Open Season is a 2006 American computer-animated adventure comedy film, directed by Jill Culton and Roger Allers from a screenplay by Steve Bencich, Ron J. Friedman, and Nat Mauldin with a screen story by Culton and co-director Anthony Stacchi from an original story by Steve Moore and John B. Carls. The film stars the voices of Martin Lawrence, Ashton Kutcher, Gary Sinise, Debra Messing, Billy Connolly, Jon Favreau, Georgia Engel, Jane Krakowski, Gordon Tootoosis, and Patrick Warburton. Its plot follows Boog, a domesticated grizzly bear, who teams up with a one-antlered mule deer named Elliot and other woodland animals to defeat human hunters.

Open Season was produced by Sony Pictures Animation as its debut film, and was released to theaters by Columbia Pictures under Sony Pictures Releasing on September 29, 2006. It has also been released in the IMAX 3D format. A video game for the film was released on multiple platforms.

Despite receiving mixed reviews from both film critics and audiences, it was a box office success, earning $200.8 million on an $85 million budget. The film was followed by three direct-to-video sequels: Open Season 2 (2008), Open Season 3 (2010), and Open Season: Scared Silly (2015).

Plot

In the small town of Timberline, a 900-pound (400 kg) grizzly bear named Boog enjoys a captive but pampered existence and spends his days as the star attraction of the town's nature show, while at night lives in the garage of park ranger Beth, who has raised Boog since he was a cub. One day, the hunting fanatic Shaw drives into Timberline with a one-antlered deer named Elliot strapped to the hood of his truck. Boog frees him and Elliot becomes convinced that they are friends. That night, Elliot finds Boog sleeping comfortably in the garage, tells him to be "free" from his garage captivity, and introduces him to sweet temptations he has never known.

When Boog becomes sick from eating too many candy bars, events quickly spiral out of control as the two raid a convenience store. Elliot escapes, but Boog is caught by Beth's friend Gordy, the town's sheriff. The next morning, Elliot is being chased by Shaw, and goes to Boog for help at the nature show. Boog tries to get rid of him, and the audience mistakes him for attacking Elliot and goes into a panic. Beth shoots both animals with a tranquilizer gun just before Shaw fires his own gun; Shaw flees before Gordy can arrest him. Realizing Boog is too threatening in the town, Beth relocates him and Elliot into the Timberline National Forest two days before open season, but they are relocated above the waterfalls, where they will be legally safe from hunters. 

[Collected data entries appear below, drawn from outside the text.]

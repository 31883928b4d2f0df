//! PostgreSQL storage backend built on sqlx.

use std::collections::HashMap;

use async_trait::async_trait;
use chrono::NaiveDate;
use common::{BatchReference, OrderId, Sku, Version};
use domain::{Batch, OrderLine, Product};
use sqlx::postgres::{PgPoolOptions, PgRow};
use sqlx::{PgPool, Postgres, Row};
use tracing::debug;

use crate::backend::{Backend, LoadedProduct, Origin, Transaction};
use crate::{AllocationView, Result, StoreError};

const SERIALIZATION_FAILURE: &str = "40001";
const UNIQUE_VIOLATION: &str = "23505";

/// PostgreSQL-backed storage.
///
/// Every transaction runs at REPEATABLE READ. Products are saved with a
/// version-guarded update, and concurrent writers to the same product row are
/// refused by the database itself.
#[derive(Clone)]
pub struct PostgresBackend {
    pool: PgPool,
}

impl PostgresBackend {
    /// Creates a new PostgreSQL backend.
    pub fn new(pool: PgPool) -> Self {
        Self { pool }
    }

    /// Connects a pool of at most `max_connections` to `database_url`.
    pub async fn connect(database_url: &str, max_connections: u32) -> Result<Self> {
        let pool = PgPoolOptions::new()
            .max_connections(max_connections)
            .connect(database_url)
            .await?;
        Ok(Self::new(pool))
    }

    /// Gets a reference to the underlying connection pool.
    pub fn pool(&self) -> &PgPool {
        &self.pool
    }

    /// Runs the database migrations.
    pub async fn run_migrations(&self) -> Result<()> {
        sqlx::migrate!("../../migrations").run(&self.pool).await?;
        Ok(())
    }
}

#[async_trait]
impl Backend for PostgresBackend {
    type Tx = PostgresTransaction;

    async fn begin(&self) -> Result<PostgresTransaction> {
        let mut tx = self.pool.begin().await?;
        sqlx::query("SET TRANSACTION ISOLATION LEVEL REPEATABLE READ")
            .execute(&mut *tx)
            .await?;
        Ok(PostgresTransaction { tx })
    }
}

/// A REPEATABLE READ transaction. Dropping it without committing rolls back.
pub struct PostgresTransaction {
    tx: sqlx::Transaction<'static, Postgres>,
}

impl PostgresTransaction {
    async fn load_by_sku(&mut self, sku: &Sku) -> Result<Option<LoadedProduct>> {
        let version: Option<i64> =
            sqlx::query_scalar("SELECT version_number FROM products WHERE sku = $1")
                .bind(sku.as_str())
                .fetch_optional(&mut *self.tx)
                .await?;
        let Some(version) = version else {
            return Ok(None);
        };

        let batch_rows = sqlx::query(
            r#"
            SELECT id, reference, purchased_quantity, eta
            FROM batches
            WHERE sku = $1
            ORDER BY id ASC
            "#,
        )
        .bind(sku.as_str())
        .fetch_all(&mut *self.tx)
        .await?;

        let allocation_rows = sqlx::query(
            r#"
            SELECT a.batch_id, a.orderid, a.qty
            FROM allocations a
            JOIN batches b ON b.id = a.batch_id
            WHERE b.sku = $1
            "#,
        )
        .bind(sku.as_str())
        .fetch_all(&mut *self.tx)
        .await?;

        let mut lines: HashMap<i64, Vec<OrderLine>> = HashMap::new();
        for row in allocation_rows {
            let batch_id: i64 = row.try_get("batch_id")?;
            let order_id: String = row.try_get("orderid")?;
            let quantity = quantity_from_row(&row, "qty")?;
            lines
                .entry(batch_id)
                .or_default()
                .push(OrderLine::new(order_id, sku.clone(), quantity));
        }

        let batches = batch_rows
            .into_iter()
            .map(|row| {
                let id: i64 = row.try_get("id")?;
                let reference: String = row.try_get("reference")?;
                let eta: Option<NaiveDate> = row.try_get("eta")?;
                let quantity = quantity_from_row(&row, "purchased_quantity")?;
                Ok(Batch::new(reference, sku.clone(), quantity, eta)
                    .with_allocations(lines.remove(&id).unwrap_or_default()))
            })
            .collect::<Result<Vec<_>>>()?;

        let version = Version::new(version);
        Ok(Some(LoadedProduct {
            product: Product::with_version(sku.clone(), batches, version),
            origin: Origin::Loaded {
                version,
                revision: 0,
            },
        }))
    }

    async fn save_batches(&mut self, product: &Product) -> Result<()> {
        for batch in product.batches() {
            let batch_id: Option<i64> = sqlx::query_scalar(
                r#"
                INSERT INTO batches (reference, sku, purchased_quantity, eta)
                VALUES ($1, $2, $3, $4)
                ON CONFLICT (reference) DO UPDATE SET
                    purchased_quantity = EXCLUDED.purchased_quantity,
                    eta = EXCLUDED.eta
                WHERE batches.sku = EXCLUDED.sku
                RETURNING id
                "#,
            )
            .bind(batch.reference().as_str())
            .bind(product.sku().as_str())
            .bind(quantity_to_db(batch.purchased_quantity())?)
            .bind(batch.eta())
            .fetch_optional(&mut *self.tx)
            .await?;
            let Some(batch_id) = batch_id else {
                let owner: String =
                    sqlx::query_scalar("SELECT sku FROM batches WHERE reference = $1")
                        .bind(batch.reference().as_str())
                        .fetch_one(&mut *self.tx)
                        .await?;
                return Err(StoreError::BatchOwnedElsewhere {
                    reference: batch.reference().clone(),
                    owner: Sku::new(owner),
                });
            };

            sqlx::query("DELETE FROM allocations WHERE batch_id = $1")
                .bind(batch_id)
                .execute(&mut *self.tx)
                .await?;

            for line in batch.allocations() {
                sqlx::query(
                    "INSERT INTO allocations (batch_id, orderid, sku, qty) VALUES ($1, $2, $3, $4)",
                )
                .bind(batch_id)
                .bind(line.order_id.as_str())
                .bind(line.sku.as_str())
                .bind(quantity_to_db(line.quantity)?)
                .execute(&mut *self.tx)
                .await?;
            }
        }
        Ok(())
    }
}

#[async_trait]
impl Transaction for PostgresTransaction {
    async fn load_product(&mut self, sku: &Sku) -> Result<Option<LoadedProduct>> {
        self.load_by_sku(sku).await
    }

    async fn load_product_by_batch(
        &mut self,
        reference: &BatchReference,
    ) -> Result<Option<LoadedProduct>> {
        let sku: Option<String> = sqlx::query_scalar("SELECT sku FROM batches WHERE reference = $1")
            .bind(reference.as_str())
            .fetch_optional(&mut *self.tx)
            .await?;
        match sku {
            Some(sku) => self.load_by_sku(&Sku::new(sku)).await,
            None => Ok(None),
        }
    }

    async fn load_products(&mut self) -> Result<Vec<LoadedProduct>> {
        let skus: Vec<String> = sqlx::query_scalar("SELECT sku FROM products ORDER BY sku ASC")
            .fetch_all(&mut *self.tx)
            .await?;
        let mut products = Vec::with_capacity(skus.len());
        for sku in skus {
            if let Some(loaded) = self.load_by_sku(&Sku::new(sku)).await? {
                products.push(loaded);
            }
        }
        Ok(products)
    }

    async fn save_product(&mut self, product: &Product, origin: Origin) -> Result<()> {
        let sku = product.sku();
        match origin {
            Origin::Added => {
                sqlx::query("INSERT INTO products (sku, version_number) VALUES ($1, $2)")
                    .bind(sku.as_str())
                    .bind(product.version_number().as_i64())
                    .execute(&mut *self.tx)
                    .await
                    .map_err(|e| conflict_or_database(e, sku, Version::initial()))?;
            }
            Origin::Loaded { version, .. } => {
                let result = sqlx::query(
                    r#"
                    UPDATE products
                    SET version_number = $2
                    WHERE sku = $1 AND version_number = $3
                    "#,
                )
                .bind(sku.as_str())
                .bind(product.version_number().as_i64())
                .bind(version.as_i64())
                .execute(&mut *self.tx)
                .await
                .map_err(|e| conflict_or_database(e, sku, version))?;

                if result.rows_affected() == 0 {
                    return Err(StoreError::ConcurrencyConflict {
                        sku: sku.clone(),
                        expected: version,
                    });
                }
            }
        }

        self.save_batches(product)
            .await
            .map_err(|e| match e {
                StoreError::Database(db) => conflict_or_database(db, sku, product.version_number()),
                other => other,
            })?;
        debug!(sku = %sku, version = %product.version_number(), "Product saved");
        Ok(())
    }

    async fn insert_allocation_view(&mut self, row: &AllocationView) -> Result<()> {
        sqlx::query("INSERT INTO allocations_view (orderid, sku, batchref) VALUES ($1, $2, $3)")
            .bind(row.order_id.as_str())
            .bind(row.sku.as_str())
            .bind(row.batch_reference.as_str())
            .execute(&mut *self.tx)
            .await?;
        Ok(())
    }

    async fn delete_allocation_view(&mut self, order_id: &OrderId, sku: &Sku) -> Result<()> {
        sqlx::query("DELETE FROM allocations_view WHERE orderid = $1 AND sku = $2")
            .bind(order_id.as_str())
            .bind(sku.as_str())
            .execute(&mut *self.tx)
            .await?;
        Ok(())
    }

    async fn allocations_for_order(&mut self, order_id: &OrderId) -> Result<Vec<AllocationView>> {
        let rows = sqlx::query(
            "SELECT orderid, sku, batchref FROM allocations_view WHERE orderid = $1 ORDER BY id ASC",
        )
        .bind(order_id.as_str())
        .fetch_all(&mut *self.tx)
        .await?;

        rows.into_iter()
            .map(|row| {
                Ok(AllocationView::new(
                    row.try_get::<String, _>("orderid")?,
                    row.try_get::<String, _>("sku")?,
                    row.try_get::<String, _>("batchref")?,
                ))
            })
            .collect()
    }

    async fn commit(self) -> Result<()> {
        self.tx.commit().await.map_err(|e| {
            if is_serialization_failure(&e) {
                return StoreError::SerializationFailure;
            }
            StoreError::Database(e)
        })
    }

    async fn rollback(self) -> Result<()> {
        self.tx.rollback().await?;
        Ok(())
    }
}

fn is_serialization_failure(err: &sqlx::Error) -> bool {
    if let sqlx::Error::Database(db_err) = err
        && db_err.code().as_deref() == Some(SERIALIZATION_FAILURE)
    {
        return true;
    }
    false
}

fn conflict_or_database(err: sqlx::Error, sku: &Sku, expected: Version) -> StoreError {
    if let sqlx::Error::Database(ref db_err) = err
        && matches!(
            db_err.code().as_deref(),
            Some(SERIALIZATION_FAILURE) | Some(UNIQUE_VIOLATION)
        )
    {
        return StoreError::ConcurrencyConflict {
            sku: sku.clone(),
            expected,
        };
    }
    StoreError::Database(err)
}

fn quantity_from_row(row: &PgRow, column: &str) -> Result<u32> {
    let value: i32 = row.try_get(column)?;
    u32::try_from(value).map_err(|_| StoreError::InvalidRow(format!("negative {column}: {value}")))
}

fn quantity_to_db(quantity: u32) -> Result<i32> {
    i32::try_from(quantity).map_err(|_| StoreError::InvalidRow(format!("quantity too large: {quantity}")))
}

Lacking outdoor survival skills, Boog reluctantly takes Elliot as his guide to get him back home to reunite with Beth. They encounter unwelcoming forest animals, including skunks Maria and Rosie, ducks Serge and Deni, various panic-stricken rabbits, the Scottish-accented squirrel McSquizzy and his loyal gang of fellow acorn-throwing squirrels, beaver Reilly and his construction worker team, a porcupine named Buddy who is in search of a friend, and Elliot's herd that includes Ian, the leader, and Giselle, a doe that Elliot is in love with. It is revealed that Ian banished Elliot from the herd for being a loser. Eventually, Boog and Elliot start to bond after realizing they are both outcasts, and Boog considers letting Elliot stay with him when they get back. 

The next day, Elliot attempts to lead Boog out of the forest, but it becomes evident he has no clue where they are going. The two are confronted by Shaw and accidentally destroy Reilly's dam trying to get away, causing a flash flood which sends the animals and Shaw plummeting down the waterfall into the hunting grounds. At first, everyone blames Boog, who accuses Elliot of lying to him about knowing the way home. Elliot admits he thought that if Boog spent time with him, he would befriend him. Boog angrily storms off, but unwittingly ends up in Shaw's log cabin, where he is discovered by Shaw. Boog escapes to a nearby road and happens upon the glowing lights of Timberline. Instead of returning home, Boog rallies the animals to defend themselves using their natural skills. They scavenge supplies from an RV owned by a couple named Bob and Bobbie, who are looking for Bigfoot, while their pet dachshund Mr. Weenie joins the forest animals.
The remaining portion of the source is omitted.